__Work to complete__.
For every line in the data below that contains "Wgsl", copy the line.

(Dataset entries)
^^^^
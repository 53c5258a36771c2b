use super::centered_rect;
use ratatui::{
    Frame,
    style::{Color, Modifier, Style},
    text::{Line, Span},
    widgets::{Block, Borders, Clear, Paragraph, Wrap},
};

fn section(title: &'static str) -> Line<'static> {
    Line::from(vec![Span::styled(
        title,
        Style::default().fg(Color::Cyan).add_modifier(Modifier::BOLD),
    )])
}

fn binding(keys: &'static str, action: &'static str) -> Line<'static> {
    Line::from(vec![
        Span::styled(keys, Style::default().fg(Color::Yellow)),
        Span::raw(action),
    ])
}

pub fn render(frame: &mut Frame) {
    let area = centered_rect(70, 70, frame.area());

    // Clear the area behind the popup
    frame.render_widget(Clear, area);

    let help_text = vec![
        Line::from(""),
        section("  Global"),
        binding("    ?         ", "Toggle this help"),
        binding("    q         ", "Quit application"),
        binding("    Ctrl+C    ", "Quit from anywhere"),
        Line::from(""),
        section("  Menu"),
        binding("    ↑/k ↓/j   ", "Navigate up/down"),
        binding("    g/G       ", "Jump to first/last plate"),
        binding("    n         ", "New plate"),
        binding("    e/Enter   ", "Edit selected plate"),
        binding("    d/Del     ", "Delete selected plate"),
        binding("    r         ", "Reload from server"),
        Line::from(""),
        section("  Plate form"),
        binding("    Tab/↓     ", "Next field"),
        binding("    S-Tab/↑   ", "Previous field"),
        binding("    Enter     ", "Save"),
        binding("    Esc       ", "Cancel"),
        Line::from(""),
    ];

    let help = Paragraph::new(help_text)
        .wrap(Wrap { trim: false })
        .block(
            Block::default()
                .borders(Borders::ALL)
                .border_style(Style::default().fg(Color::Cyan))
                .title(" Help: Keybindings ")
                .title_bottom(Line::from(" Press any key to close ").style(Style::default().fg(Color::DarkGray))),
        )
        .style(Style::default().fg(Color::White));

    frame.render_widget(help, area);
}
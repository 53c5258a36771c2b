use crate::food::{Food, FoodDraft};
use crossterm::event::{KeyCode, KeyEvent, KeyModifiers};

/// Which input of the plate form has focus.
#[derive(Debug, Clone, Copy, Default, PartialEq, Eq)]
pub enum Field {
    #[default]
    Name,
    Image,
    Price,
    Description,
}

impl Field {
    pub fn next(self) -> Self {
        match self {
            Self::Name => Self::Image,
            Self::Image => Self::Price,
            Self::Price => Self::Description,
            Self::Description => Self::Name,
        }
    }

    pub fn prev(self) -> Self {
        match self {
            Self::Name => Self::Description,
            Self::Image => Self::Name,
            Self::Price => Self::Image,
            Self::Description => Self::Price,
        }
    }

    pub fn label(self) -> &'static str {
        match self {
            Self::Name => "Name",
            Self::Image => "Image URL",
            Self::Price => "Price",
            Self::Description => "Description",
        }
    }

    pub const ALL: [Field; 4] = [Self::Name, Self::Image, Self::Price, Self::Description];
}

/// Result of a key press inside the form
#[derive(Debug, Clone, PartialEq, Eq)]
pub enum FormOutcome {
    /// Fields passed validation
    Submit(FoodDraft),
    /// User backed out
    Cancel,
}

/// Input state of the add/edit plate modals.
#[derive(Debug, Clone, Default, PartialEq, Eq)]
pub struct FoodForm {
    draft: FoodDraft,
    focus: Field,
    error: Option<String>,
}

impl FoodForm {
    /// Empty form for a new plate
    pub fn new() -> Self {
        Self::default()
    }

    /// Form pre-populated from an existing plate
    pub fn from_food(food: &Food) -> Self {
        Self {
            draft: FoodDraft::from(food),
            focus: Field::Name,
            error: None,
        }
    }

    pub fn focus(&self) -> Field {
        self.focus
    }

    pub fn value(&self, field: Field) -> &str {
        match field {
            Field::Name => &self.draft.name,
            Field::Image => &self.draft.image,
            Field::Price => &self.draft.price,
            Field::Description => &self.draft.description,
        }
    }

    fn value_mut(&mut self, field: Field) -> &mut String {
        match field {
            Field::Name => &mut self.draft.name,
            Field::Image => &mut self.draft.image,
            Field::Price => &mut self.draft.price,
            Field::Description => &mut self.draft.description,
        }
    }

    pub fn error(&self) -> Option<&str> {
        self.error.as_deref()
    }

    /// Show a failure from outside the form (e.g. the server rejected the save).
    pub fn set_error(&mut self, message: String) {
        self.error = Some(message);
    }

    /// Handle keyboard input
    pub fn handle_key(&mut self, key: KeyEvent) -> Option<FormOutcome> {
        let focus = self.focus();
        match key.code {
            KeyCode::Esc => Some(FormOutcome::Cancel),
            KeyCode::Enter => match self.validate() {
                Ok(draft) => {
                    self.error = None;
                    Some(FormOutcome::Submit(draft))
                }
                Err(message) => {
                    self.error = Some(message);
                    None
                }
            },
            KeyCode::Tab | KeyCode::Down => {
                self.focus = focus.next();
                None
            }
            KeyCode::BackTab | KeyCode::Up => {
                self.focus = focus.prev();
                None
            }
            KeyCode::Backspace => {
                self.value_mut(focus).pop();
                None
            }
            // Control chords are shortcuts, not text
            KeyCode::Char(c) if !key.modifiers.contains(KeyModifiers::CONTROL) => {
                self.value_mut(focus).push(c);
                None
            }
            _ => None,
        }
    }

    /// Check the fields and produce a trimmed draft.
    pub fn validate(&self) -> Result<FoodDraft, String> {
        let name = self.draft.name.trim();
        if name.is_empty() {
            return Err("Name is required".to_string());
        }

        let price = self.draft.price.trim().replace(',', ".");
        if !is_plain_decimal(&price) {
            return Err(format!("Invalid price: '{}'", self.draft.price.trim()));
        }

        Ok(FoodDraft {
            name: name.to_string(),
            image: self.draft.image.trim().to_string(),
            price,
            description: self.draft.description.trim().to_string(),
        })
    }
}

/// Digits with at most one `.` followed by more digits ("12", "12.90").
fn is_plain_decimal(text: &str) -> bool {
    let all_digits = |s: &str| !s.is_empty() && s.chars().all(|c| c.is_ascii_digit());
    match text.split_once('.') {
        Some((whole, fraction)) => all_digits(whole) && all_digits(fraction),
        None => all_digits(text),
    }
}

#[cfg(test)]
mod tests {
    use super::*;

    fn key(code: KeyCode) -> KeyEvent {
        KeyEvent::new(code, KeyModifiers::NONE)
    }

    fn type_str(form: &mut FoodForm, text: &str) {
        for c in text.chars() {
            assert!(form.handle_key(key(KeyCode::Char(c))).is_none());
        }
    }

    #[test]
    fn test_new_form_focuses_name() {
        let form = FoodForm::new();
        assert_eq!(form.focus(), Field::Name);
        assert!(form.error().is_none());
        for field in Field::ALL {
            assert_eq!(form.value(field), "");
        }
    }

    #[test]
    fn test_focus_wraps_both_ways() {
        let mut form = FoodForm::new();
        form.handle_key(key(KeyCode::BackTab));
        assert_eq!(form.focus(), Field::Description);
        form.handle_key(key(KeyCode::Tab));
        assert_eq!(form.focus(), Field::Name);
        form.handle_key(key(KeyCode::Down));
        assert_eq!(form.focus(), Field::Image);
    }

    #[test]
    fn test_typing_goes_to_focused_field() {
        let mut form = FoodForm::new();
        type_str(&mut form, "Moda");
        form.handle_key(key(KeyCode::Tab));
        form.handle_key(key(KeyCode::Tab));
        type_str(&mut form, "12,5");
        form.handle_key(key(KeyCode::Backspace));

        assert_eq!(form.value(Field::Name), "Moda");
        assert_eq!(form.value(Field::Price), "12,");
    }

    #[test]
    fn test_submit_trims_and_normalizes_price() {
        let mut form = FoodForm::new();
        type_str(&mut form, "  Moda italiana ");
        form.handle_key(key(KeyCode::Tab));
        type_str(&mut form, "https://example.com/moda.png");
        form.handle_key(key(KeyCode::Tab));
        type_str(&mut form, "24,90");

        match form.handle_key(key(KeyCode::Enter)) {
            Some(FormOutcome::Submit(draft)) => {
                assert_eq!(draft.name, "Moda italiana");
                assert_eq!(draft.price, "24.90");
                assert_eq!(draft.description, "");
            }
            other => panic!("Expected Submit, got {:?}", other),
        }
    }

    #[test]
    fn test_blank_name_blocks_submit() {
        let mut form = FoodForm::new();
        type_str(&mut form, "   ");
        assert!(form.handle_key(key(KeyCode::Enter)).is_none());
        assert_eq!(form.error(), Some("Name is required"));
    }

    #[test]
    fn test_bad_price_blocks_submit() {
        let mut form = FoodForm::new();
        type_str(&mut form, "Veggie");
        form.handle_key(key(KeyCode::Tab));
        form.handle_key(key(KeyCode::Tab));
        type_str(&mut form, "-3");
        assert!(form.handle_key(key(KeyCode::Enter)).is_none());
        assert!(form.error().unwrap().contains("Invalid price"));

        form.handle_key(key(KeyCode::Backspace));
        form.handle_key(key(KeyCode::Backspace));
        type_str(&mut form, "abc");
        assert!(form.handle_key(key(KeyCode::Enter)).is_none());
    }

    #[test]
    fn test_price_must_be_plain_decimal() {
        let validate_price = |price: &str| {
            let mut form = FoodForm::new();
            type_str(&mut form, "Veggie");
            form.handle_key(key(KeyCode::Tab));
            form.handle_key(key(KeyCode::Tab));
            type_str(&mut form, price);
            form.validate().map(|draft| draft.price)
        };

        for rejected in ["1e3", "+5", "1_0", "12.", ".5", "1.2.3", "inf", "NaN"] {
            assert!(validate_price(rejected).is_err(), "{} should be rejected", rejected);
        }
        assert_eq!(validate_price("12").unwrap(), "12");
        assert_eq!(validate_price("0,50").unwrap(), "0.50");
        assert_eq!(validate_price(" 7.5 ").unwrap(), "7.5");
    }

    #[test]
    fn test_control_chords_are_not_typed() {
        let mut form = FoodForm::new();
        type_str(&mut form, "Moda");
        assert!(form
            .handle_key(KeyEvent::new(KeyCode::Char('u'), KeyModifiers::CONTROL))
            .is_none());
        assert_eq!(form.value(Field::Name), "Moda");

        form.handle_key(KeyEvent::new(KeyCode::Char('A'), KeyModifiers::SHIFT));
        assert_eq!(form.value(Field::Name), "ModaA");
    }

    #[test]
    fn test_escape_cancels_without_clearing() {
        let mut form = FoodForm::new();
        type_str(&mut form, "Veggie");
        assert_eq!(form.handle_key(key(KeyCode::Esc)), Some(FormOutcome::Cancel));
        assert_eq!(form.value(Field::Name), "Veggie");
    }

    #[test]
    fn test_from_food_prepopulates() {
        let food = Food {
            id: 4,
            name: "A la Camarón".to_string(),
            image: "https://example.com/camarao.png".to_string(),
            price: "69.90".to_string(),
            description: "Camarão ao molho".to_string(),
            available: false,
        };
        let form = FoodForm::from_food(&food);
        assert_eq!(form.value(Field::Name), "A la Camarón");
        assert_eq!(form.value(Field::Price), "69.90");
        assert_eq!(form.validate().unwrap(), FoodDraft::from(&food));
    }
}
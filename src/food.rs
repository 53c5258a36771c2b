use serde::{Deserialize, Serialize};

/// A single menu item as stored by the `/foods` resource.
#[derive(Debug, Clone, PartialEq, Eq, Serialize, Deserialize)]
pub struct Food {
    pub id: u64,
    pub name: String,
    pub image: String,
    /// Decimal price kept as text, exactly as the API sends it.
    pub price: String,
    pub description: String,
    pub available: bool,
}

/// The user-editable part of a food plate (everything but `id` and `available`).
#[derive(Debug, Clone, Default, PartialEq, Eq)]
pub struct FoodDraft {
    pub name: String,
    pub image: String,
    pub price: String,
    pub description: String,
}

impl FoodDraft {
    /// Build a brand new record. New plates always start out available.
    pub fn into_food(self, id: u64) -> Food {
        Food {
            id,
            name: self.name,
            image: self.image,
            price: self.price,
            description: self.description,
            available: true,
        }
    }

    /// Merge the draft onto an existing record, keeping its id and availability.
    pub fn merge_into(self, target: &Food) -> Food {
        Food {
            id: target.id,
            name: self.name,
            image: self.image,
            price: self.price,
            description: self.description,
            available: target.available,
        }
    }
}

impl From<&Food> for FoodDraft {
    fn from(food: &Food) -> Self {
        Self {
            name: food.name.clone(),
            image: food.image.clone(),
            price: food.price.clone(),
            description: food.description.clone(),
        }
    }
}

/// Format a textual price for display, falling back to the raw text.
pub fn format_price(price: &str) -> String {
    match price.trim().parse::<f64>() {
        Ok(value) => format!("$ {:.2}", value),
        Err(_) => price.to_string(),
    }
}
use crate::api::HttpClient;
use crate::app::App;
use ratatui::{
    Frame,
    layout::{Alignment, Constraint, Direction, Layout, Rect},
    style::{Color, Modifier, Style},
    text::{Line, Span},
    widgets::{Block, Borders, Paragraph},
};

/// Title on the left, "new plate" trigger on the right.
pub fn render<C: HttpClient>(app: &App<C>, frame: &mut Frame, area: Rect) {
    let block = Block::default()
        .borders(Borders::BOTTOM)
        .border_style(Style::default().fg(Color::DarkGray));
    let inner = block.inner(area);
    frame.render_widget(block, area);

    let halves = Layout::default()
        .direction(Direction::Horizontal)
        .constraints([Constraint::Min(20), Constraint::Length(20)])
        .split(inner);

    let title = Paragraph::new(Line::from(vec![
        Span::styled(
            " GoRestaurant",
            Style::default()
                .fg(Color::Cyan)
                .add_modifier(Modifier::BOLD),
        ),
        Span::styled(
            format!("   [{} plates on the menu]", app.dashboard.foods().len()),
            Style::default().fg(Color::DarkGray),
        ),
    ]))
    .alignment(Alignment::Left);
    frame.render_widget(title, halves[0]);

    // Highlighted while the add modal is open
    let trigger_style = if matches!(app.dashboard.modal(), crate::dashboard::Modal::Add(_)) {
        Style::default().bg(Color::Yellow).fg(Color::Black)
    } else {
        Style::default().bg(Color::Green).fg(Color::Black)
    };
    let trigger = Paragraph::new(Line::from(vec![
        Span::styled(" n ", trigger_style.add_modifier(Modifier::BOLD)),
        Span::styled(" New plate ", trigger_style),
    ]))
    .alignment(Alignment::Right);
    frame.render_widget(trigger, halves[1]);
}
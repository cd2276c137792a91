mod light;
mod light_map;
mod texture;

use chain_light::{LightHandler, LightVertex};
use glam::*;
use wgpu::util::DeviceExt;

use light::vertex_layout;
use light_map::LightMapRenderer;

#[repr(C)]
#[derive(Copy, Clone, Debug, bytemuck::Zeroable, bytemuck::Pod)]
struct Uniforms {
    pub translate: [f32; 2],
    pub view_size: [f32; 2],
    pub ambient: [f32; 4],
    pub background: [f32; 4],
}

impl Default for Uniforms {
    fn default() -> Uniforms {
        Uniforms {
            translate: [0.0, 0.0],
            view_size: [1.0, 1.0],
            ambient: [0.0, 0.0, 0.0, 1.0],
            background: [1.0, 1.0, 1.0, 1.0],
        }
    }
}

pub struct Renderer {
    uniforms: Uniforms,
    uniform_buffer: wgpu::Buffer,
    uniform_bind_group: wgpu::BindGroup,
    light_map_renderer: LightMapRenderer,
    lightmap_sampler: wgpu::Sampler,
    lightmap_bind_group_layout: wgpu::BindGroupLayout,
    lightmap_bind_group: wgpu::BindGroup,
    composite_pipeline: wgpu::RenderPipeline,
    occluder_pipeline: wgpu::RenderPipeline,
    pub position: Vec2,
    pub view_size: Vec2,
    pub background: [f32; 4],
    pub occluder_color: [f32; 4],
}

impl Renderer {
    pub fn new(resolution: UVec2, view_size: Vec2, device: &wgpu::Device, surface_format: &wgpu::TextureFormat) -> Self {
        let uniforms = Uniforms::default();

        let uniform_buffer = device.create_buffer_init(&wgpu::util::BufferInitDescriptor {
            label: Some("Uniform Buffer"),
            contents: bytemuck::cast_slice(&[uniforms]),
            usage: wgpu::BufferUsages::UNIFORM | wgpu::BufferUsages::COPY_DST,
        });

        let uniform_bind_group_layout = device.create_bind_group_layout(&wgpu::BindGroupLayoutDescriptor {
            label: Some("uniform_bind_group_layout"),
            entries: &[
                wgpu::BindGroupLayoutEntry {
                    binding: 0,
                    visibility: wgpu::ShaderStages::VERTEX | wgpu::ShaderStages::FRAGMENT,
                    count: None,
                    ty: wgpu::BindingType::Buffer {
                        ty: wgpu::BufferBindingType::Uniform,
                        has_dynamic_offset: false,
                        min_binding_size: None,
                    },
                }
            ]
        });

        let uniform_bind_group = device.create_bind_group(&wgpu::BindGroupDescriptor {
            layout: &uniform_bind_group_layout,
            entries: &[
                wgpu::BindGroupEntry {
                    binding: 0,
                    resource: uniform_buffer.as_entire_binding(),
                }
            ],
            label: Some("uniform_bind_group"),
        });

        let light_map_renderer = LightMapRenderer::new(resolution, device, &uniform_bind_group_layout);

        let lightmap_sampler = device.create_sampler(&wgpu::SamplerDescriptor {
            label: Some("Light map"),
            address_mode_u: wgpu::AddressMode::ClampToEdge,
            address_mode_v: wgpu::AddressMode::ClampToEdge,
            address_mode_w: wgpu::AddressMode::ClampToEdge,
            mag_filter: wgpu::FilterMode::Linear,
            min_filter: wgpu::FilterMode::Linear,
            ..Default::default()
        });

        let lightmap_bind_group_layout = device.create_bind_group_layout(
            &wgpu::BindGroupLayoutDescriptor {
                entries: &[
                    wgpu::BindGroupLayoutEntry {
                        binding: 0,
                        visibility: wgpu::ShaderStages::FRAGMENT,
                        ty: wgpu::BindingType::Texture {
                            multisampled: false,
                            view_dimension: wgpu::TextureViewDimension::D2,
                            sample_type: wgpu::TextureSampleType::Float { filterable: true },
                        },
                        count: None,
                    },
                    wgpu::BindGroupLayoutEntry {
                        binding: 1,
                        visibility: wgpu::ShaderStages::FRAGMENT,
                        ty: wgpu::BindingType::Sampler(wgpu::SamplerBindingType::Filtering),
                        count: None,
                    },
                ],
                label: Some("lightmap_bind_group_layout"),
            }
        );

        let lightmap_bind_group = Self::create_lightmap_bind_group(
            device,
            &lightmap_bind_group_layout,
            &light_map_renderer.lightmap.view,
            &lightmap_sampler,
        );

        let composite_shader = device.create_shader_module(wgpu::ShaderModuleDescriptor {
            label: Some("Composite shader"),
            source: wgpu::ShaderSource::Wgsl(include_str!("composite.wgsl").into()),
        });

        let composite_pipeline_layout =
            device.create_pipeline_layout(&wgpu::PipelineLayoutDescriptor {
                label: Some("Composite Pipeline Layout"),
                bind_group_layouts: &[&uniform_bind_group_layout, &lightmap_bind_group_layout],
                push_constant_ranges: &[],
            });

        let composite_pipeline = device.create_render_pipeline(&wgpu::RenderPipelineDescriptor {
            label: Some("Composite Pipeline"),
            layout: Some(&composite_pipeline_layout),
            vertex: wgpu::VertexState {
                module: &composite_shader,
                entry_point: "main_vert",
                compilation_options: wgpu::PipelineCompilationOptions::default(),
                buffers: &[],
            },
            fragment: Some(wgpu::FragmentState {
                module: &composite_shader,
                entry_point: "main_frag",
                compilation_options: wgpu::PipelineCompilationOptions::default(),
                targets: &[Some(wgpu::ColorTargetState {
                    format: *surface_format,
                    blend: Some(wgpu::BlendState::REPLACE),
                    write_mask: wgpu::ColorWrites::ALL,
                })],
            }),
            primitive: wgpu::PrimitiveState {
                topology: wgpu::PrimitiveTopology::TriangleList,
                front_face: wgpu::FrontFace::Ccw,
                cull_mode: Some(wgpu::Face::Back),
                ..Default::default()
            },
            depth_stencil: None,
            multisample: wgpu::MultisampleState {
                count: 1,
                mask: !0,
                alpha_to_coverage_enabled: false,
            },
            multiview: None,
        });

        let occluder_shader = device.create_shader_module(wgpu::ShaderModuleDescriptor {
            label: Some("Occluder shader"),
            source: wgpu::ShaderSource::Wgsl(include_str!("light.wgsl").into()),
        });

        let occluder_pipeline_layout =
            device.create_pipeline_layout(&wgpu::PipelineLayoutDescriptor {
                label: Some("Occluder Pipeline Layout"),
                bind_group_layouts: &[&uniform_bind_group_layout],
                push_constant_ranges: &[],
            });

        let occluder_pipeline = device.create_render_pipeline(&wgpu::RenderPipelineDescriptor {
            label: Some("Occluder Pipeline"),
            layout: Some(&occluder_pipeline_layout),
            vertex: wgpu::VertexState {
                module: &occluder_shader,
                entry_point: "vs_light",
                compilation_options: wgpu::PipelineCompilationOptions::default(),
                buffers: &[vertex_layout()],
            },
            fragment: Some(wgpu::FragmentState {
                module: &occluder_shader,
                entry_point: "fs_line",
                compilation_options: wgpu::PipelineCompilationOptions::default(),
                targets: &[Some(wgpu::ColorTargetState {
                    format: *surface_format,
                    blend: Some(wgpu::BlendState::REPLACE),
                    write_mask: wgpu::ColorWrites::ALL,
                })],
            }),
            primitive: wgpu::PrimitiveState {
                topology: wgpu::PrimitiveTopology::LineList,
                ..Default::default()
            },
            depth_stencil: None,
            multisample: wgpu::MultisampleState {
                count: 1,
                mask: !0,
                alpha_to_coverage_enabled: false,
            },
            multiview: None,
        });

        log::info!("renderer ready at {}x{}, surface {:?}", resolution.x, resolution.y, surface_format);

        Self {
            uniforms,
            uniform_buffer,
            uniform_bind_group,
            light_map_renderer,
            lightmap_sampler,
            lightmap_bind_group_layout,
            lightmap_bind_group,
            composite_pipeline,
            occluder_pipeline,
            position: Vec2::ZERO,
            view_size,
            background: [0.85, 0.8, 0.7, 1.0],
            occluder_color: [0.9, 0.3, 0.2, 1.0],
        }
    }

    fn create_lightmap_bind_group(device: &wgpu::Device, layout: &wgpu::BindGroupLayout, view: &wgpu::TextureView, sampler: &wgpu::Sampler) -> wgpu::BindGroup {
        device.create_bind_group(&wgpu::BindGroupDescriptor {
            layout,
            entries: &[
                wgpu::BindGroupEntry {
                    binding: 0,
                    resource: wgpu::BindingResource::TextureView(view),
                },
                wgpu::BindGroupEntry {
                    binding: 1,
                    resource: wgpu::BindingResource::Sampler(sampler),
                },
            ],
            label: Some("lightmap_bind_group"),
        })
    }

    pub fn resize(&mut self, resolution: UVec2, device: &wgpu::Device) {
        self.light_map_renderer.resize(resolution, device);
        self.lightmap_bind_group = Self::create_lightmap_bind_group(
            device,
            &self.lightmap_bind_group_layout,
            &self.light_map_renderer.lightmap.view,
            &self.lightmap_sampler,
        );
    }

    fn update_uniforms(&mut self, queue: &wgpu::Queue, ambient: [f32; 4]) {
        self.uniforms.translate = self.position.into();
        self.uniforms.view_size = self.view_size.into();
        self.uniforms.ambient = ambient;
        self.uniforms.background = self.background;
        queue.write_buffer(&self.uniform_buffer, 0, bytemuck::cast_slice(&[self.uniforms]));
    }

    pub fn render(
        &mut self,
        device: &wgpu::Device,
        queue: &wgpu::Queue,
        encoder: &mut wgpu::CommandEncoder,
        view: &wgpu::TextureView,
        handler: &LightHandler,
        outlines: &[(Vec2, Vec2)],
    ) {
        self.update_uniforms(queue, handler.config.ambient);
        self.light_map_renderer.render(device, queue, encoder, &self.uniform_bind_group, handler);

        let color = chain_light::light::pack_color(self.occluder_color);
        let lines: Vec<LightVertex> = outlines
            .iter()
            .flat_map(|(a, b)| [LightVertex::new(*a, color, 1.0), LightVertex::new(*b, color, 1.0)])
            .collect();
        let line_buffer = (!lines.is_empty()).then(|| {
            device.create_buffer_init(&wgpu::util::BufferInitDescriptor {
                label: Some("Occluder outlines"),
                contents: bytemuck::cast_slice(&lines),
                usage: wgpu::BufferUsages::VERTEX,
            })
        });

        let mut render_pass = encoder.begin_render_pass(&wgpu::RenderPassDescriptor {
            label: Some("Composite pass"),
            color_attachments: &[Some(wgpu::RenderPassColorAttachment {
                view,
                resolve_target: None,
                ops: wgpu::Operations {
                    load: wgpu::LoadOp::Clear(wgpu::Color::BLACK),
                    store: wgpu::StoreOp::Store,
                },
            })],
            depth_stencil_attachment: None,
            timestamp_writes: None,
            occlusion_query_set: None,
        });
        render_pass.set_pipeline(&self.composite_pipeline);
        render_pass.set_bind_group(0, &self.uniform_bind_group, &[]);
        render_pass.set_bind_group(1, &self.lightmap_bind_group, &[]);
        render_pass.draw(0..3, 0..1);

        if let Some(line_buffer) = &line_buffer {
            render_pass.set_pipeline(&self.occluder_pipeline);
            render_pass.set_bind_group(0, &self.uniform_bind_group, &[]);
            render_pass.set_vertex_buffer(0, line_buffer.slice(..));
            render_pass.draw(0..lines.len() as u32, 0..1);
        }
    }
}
^^^^
__Answer for the task__.
            source: wgpu::ShaderSource::Wgsl(include_str!("composite.wgsl").into()),
            source: wgpu::ShaderSource::Wgsl(include_str!("light.wgsl").into()),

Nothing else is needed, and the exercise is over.